# WORK TO COMPLETE
Give back every line of the data, word for word.

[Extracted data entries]
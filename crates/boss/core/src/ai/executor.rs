//! Runs one queued action at a time as an elapsed-time state machine.
//!
//! | Action | Sequence |
//! |--------|----------|
//! | Attack | face target, windup, request basic attack, recovery |
//! | UseAbility | request ability, wait until the catalog is done with it |
//! | Move / Search / Patrol | interpolate toward the point |
//! | SeekCover | interpolate toward cover, then dwell |

use glam::Vec3;

use super::types::{ActionKind, QueuedAction};
use crate::ability::{AbilityCatalog, AbilityTarget};
use crate::config::BossConfig;
use crate::env::{CombatOracle, TargetView};
use crate::events::EventQueue;

/// World access for one executor step.
pub(crate) struct ActionContext<'a, 'e> {
    pub position: &'a mut Vec3,
    pub facing: &'a mut Vec3,
    pub target: Option<TargetView>,
    pub speed_multiplier: f32,
    pub config: &'a BossConfig,
    pub catalog: &'a mut AbilityCatalog,
    pub oracle: &'a dyn CombatOracle,
    pub events: &'e mut EventQueue,
}

impl ActionContext<'_, '_> {
    fn face(&mut self, point: Vec3) {
        let direction = Vec3::new(point.x - self.position.x, 0.0, point.z - self.position.z);
        if let Some(direction) = direction.try_normalize() {
            *self.facing = direction;
        }
    }

    fn ability_target(&self, fallback: Vec3) -> AbilityTarget {
        self.target
            .map(AbilityTarget::from)
            .unwrap_or_else(|| AbilityTarget::point(fallback))
    }
}

#[derive(Clone, Debug, PartialEq)]
enum Step {
    Windup { elapsed: f32 },
    Recovery { elapsed: f32 },
    AwaitAbility { elapsed: f32 },
    Travel { from: Vec3, elapsed: f32, duration: f32 },
    Dwell { elapsed: f32 },
}

#[derive(Clone, Copy, Debug, PartialEq, Eq)]
pub(crate) enum ActionStatus {
    Running,
    Completed,
    Failed,
}

#[derive(Clone, Debug, PartialEq)]
struct RunningAction {
    action: QueuedAction,
    step: Step,
}

#[derive(Clone, Debug, Default, PartialEq)]
pub(crate) struct ActionExecutor {
    current: Option<RunningAction>,
}

impl ActionExecutor {
    pub fn is_busy(&self) -> bool {
        self.current.is_some()
    }

    pub fn current(&self) -> Option<&QueuedAction> {
        self.current.as_ref().map(|r| &r.action)
    }

    /// Starts `action`. Returns `false` if it failed before taking any time.
    pub fn start(&mut self, action: QueuedAction, ctx: &mut ActionContext<'_, '_>) -> bool {
        debug_assert!(self.current.is_none(), "executor already busy");
        tracing::debug!("Starting {} action toward {}", action.kind, action.target_point);

        let step = match action.kind {
            ActionKind::Attack => {
                let aim = ctx.target.map_or(action.target_point, |t| t.position);
                ctx.face(aim);
                Step::Windup { elapsed: 0.0 }
            }
            ActionKind::UseAbility => {
                let Some(ability) = action.ability.as_ref() else {
                    tracing::warn!("UseAbility action without an ability");
                    return false;
                };
                let target = ctx.ability_target(action.target_point);
                ctx.face(target.point);
                if !ctx.catalog.request(ability.as_str(), target, ctx.events) {
                    return false;
                }
                Step::AwaitAbility { elapsed: 0.0 }
            }
            ActionKind::Move | ActionKind::Search | ActionKind::Patrol | ActionKind::SeekCover => {
                let speed = ctx.config.move_speed * ctx.speed_multiplier;
                let distance = ctx.position.distance(action.target_point);
                Step::Travel {
                    from: *ctx.position,
                    elapsed: 0.0,
                    duration: if speed > 0.0 { distance / speed } else { 0.0 },
                }
            }
        };

        self.current = Some(RunningAction { action, step });
        true
    }

    /// Drops the running action without finishing it.
    pub fn abandon(&mut self) -> Option<QueuedAction> {
        let running = self.current.take()?;
        tracing::debug!("Abandoned {} action", running.action.kind);
        Some(running.action)
    }

    /// Advances the running action by `dt`.
    ///
    /// The action is cleared once it reports [`ActionStatus::Completed`] or
    /// [`ActionStatus::Failed`].
    pub fn advance(&mut self, dt: f32, ctx: &mut ActionContext<'_, '_>) -> ActionStatus {
        let Some(running) = self.current.as_mut() else {
            return ActionStatus::Completed;
        };
        let status = advance_step(running, dt, ctx);
        if status != ActionStatus::Running {
            self.current = None;
        }
        status
    }
}

fn advance_step(running: &mut RunningAction, dt: f32, ctx: &mut ActionContext<'_, '_>) -> ActionStatus {
    let action = &running.action;
    match &mut running.step {
        Step::Windup { elapsed } => {
            *elapsed += dt;
            if *elapsed < ctx.config.attack_windup {
                return ActionStatus::Running;
            }
            let leftover = *elapsed - ctx.config.attack_windup;
            let target = ctx.ability_target(action.target_point);
            ctx.face(target.point);
            if !ctx
                .catalog
                .request(ctx.config.basic_attack.as_str(), target, ctx.events)
            {
                return ActionStatus::Failed;
            }
            running.step = Step::Recovery { elapsed: leftover };
            ActionStatus::Running
        }

        Step::Recovery { elapsed } => {
            *elapsed += dt;
            if *elapsed < ctx.config.attack_recovery {
                ActionStatus::Running
            } else {
                ActionStatus::Completed
            }
        }

        Step::AwaitAbility { elapsed } => {
            *elapsed += dt;
            let pending = action
                .ability
                .as_ref()
                .is_some_and(|id| ctx.catalog.is_pending(id.as_str()));
            if !pending {
                return ActionStatus::Completed;
            }
            if *elapsed >= ctx.config.ability_action_timeout {
                tracing::debug!("Stopped waiting on {:?}", action.ability);
                return ActionStatus::Completed;
            }
            ActionStatus::Running
        }

        Step::Travel {
            from,
            elapsed,
            duration,
        } => {
            *elapsed += dt;
            let t = if *duration > 0.0 {
                (*elapsed / *duration).min(1.0)
            } else {
                1.0
            };
            let next = from.lerp(action.target_point, t);
            if ctx.oracle.is_path_blocked(*ctx.position, next) {
                tracing::debug!("{} action blocked at {}", action.kind, *ctx.position);
                return ActionStatus::Failed;
            }

            let look_at = ctx.target.map_or(action.target_point, |t| t.position);
            *ctx.position = next;
            ctx.face(look_at);

            if t < 1.0 {
                return ActionStatus::Running;
            }
            if action.kind == ActionKind::SeekCover {
                running.step = Step::Dwell { elapsed: 0.0 };
                return ActionStatus::Running;
            }
            ActionStatus::Completed
        }

        Step::Dwell { elapsed } => {
            *elapsed += dt;
            if *elapsed < ctx.config.cover_dwell {
                ActionStatus::Running
            } else {
                ActionStatus::Completed
            }
        }
    }
}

# RESPONSE AREA
filename crates/boss/core/src/ai/executor.rs
//! Runs one queued action at a time as an elapsed-time state machine.
//!
//! | Action | Sequence |
//! |--------|----------|
//! | Attack | face target, windup, request basic attack, recovery |
//! | UseAbility | request ability, wait until the catalog is done with it |
//! | Move / Search / Patrol | interpolate toward the point |
//! | SeekCover | interpolate toward cover, then dwell |

use glam::Vec3;

use super::types::{ActionKind, QueuedAction};
use crate::ability::{AbilityCatalog, AbilityTarget};
use crate::config::BossConfig;
use crate::env::{CombatOracle, TargetView};
use crate::events::EventQueue;

/// World access for one executor step.
pub(crate) struct ActionContext<'a, 'e> {
    pub position: &'a mut Vec3,
    pub facing: &'a mut Vec3,
    pub target: Option<TargetView>,
    pub speed_multiplier: f32,
    pub config: &'a BossConfig,
    pub catalog: &'a mut AbilityCatalog,
    pub oracle: &'a dyn CombatOracle,
    pub events: &'e mut EventQueue,
}

impl ActionContext<'_, '_> {
    fn face(&mut self, point: Vec3) {
        let direction = Vec3::new(point.x - self.position.x, 0.0, point.z - self.position.z);
        if let Some(direction) = direction.try_normalize() {
            *self.facing = direction;
        }
    }

    fn ability_target(&self, fallback: Vec3) -> AbilityTarget {
        self.target
            .map(AbilityTarget::from)
            .unwrap_or_else(|| AbilityTarget::point(fallback))
    }
}

#[derive(Clone, Debug, PartialEq)]
enum Step {
    Windup { elapsed: f32 },
    Recovery { elapsed: f32 },
    AwaitAbility { elapsed: f32 },
    Travel { from: Vec3, elapsed: f32, duration: f32 },
    Dwell { elapsed: f32 },
}

#[derive(Clone, Copy, Debug, PartialEq, Eq)]
pub(crate) enum ActionStatus {
    Running,
    Completed,
    Failed,
}

#[derive(Clone, Debug, PartialEq)]
struct RunningAction {
    action: QueuedAction,
    step: Step,
}

#[derive(Clone, Debug, Default, PartialEq)]
pub(crate) struct ActionExecutor {
    current: Option<RunningAction>,
}

impl ActionExecutor {
    pub fn is_busy(&self) -> bool {
        self.current.is_some()
    }

    pub fn current(&self) -> Option<&QueuedAction> {
        self.current.as_ref().map(|r| &r.action)
    }

    /// Starts `action`. Returns `false` if it failed before taking any time.
    pub fn start(&mut self, action: QueuedAction, ctx: &mut ActionContext<'_, '_>) -> bool {
        debug_assert!(self.current.is_none(), "executor already busy");
        tracing::debug!("Starting {} action toward {}", action.kind, action.target_point);

        let step = match action.kind {
            ActionKind::Attack => {
                let aim = ctx.target.map_or(action.target_point, |t| t.position);
                ctx.face(aim);
                Step::Windup { elapsed: 0.0 }
            }
            ActionKind::UseAbility => {
                let Some(ability) = action.ability.as_ref() else {
                    tracing::warn!("UseAbility action without an ability");
                    return false;
                };
                let target = ctx.ability_target(action.target_point);
                ctx.face(target.point);
                if !ctx.catalog.request(ability.as_str(), target, ctx.events) {
                    return false;
                }
                Step::AwaitAbility { elapsed: 0.0 }
            }
            ActionKind::Move | ActionKind::Search | ActionKind::Patrol | ActionKind::SeekCover => {
                let speed = ctx.config.move_speed * ctx.speed_multiplier;
                let distance = ctx.position.distance(action.target_point);
                Step::Travel {
                    from: *ctx.position,
                    elapsed: 0.0,
                    duration: if speed > 0.0 { distance / speed } else { 0.0 },
                }
            }
        };

        self.current = Some(RunningAction { action, step });
        true
    }

    /// Drops the running action without finishing it.
    pub fn abandon(&mut self) -> Option<QueuedAction> {
        let running = self.current.take()?;
        tracing::debug!("Abandoned {} action", running.action.kind);
        Some(running.action)
    }

    /// Advances the running action by `dt`.
    ///
    /// The action is cleared once it reports [`ActionStatus::Completed`] or
    /// [`ActionStatus::Failed`].
    pub fn advance(&mut self, dt: f32, ctx: &mut ActionContext<'_, '_>) -> ActionStatus {
        let Some(running) = self.current.as_mut() else {
            return ActionStatus::Completed;
        };
        let status = advance_step(running, dt, ctx);
        if status != ActionStatus::Running {
            self.current = None;
        }
        status
    }
}

fn advance_step(running: &mut RunningAction, dt: f32, ctx: &mut ActionContext<'_, '_>) -> ActionStatus {
    let action = &running.action;
    match &mut running.step {
        Step::Windup { elapsed } => {
            *elapsed += dt;
            if *elapsed < ctx.config.attack_windup {
                return ActionStatus::Running;
            }
            let leftover = *elapsed - ctx.config.attack_windup;
            let target = ctx.ability_target(action.target_point);
            ctx.face(target.point);
            if !ctx
                .catalog
                .request(ctx.config.basic_attack.as_str(), target, ctx.events)
            {
                return ActionStatus::Failed;
            }
            running.step = Step::Recovery { elapsed: leftover };
            ActionStatus::Running
        }

        Step::Recovery { elapsed } => {
            *elapsed += dt;
            if *elapsed < ctx.config.attack_recovery {
                ActionStatus::Running
            } else {
                ActionStatus::Completed
            }
        }

        Step::AwaitAbility { elapsed } => {
            *elapsed += dt;
            let pending = action
                .ability
                .as_ref()
                .is_some_and(|id| ctx.catalog.is_pending(id.as_str()));
            if !pending {
                return ActionStatus::Completed;
            }
            if *elapsed >= ctx.config.ability_action_timeout {
                tracing::debug!("Stopped waiting on {:?}", action.ability);
                return ActionStatus::Completed;
            }
            ActionStatus::Running
        }

        Step::Travel {
            from,
            elapsed,
            duration,
        } => {
            *elapsed += dt;
            let t = if *duration > 0.0 {
                (*elapsed / *duration).min(1.0)
            } else {
                1.0
            };
            let next = from.lerp(action.target_point, t);
            if ctx.oracle.is_path_blocked(*ctx.position, next) {
                tracing::debug!("{} action blocked at {}", action.kind, *ctx.position);
                return ActionStatus::Failed;
            }

            let look_at = ctx.target.map_or(action.target_point, |t| t.position);
            *ctx.position = next;
            ctx.face(look_at);

            if t < 1.0 {
                return ActionStatus::Running;
            }
            if action.kind == ActionKind::SeekCover {
                running.step = Step::Dwell { elapsed: 0.0 };
                return ActionStatus::Running;
            }
            ActionStatus::Completed
        }

        Step::Dwell { elapsed } => {
            *elapsed += dt;
            if *elapsed < ctx.config.cover_dwell {
                ActionStatus::Running
            } else {
                ActionStatus::Completed
            }
        }
    }
}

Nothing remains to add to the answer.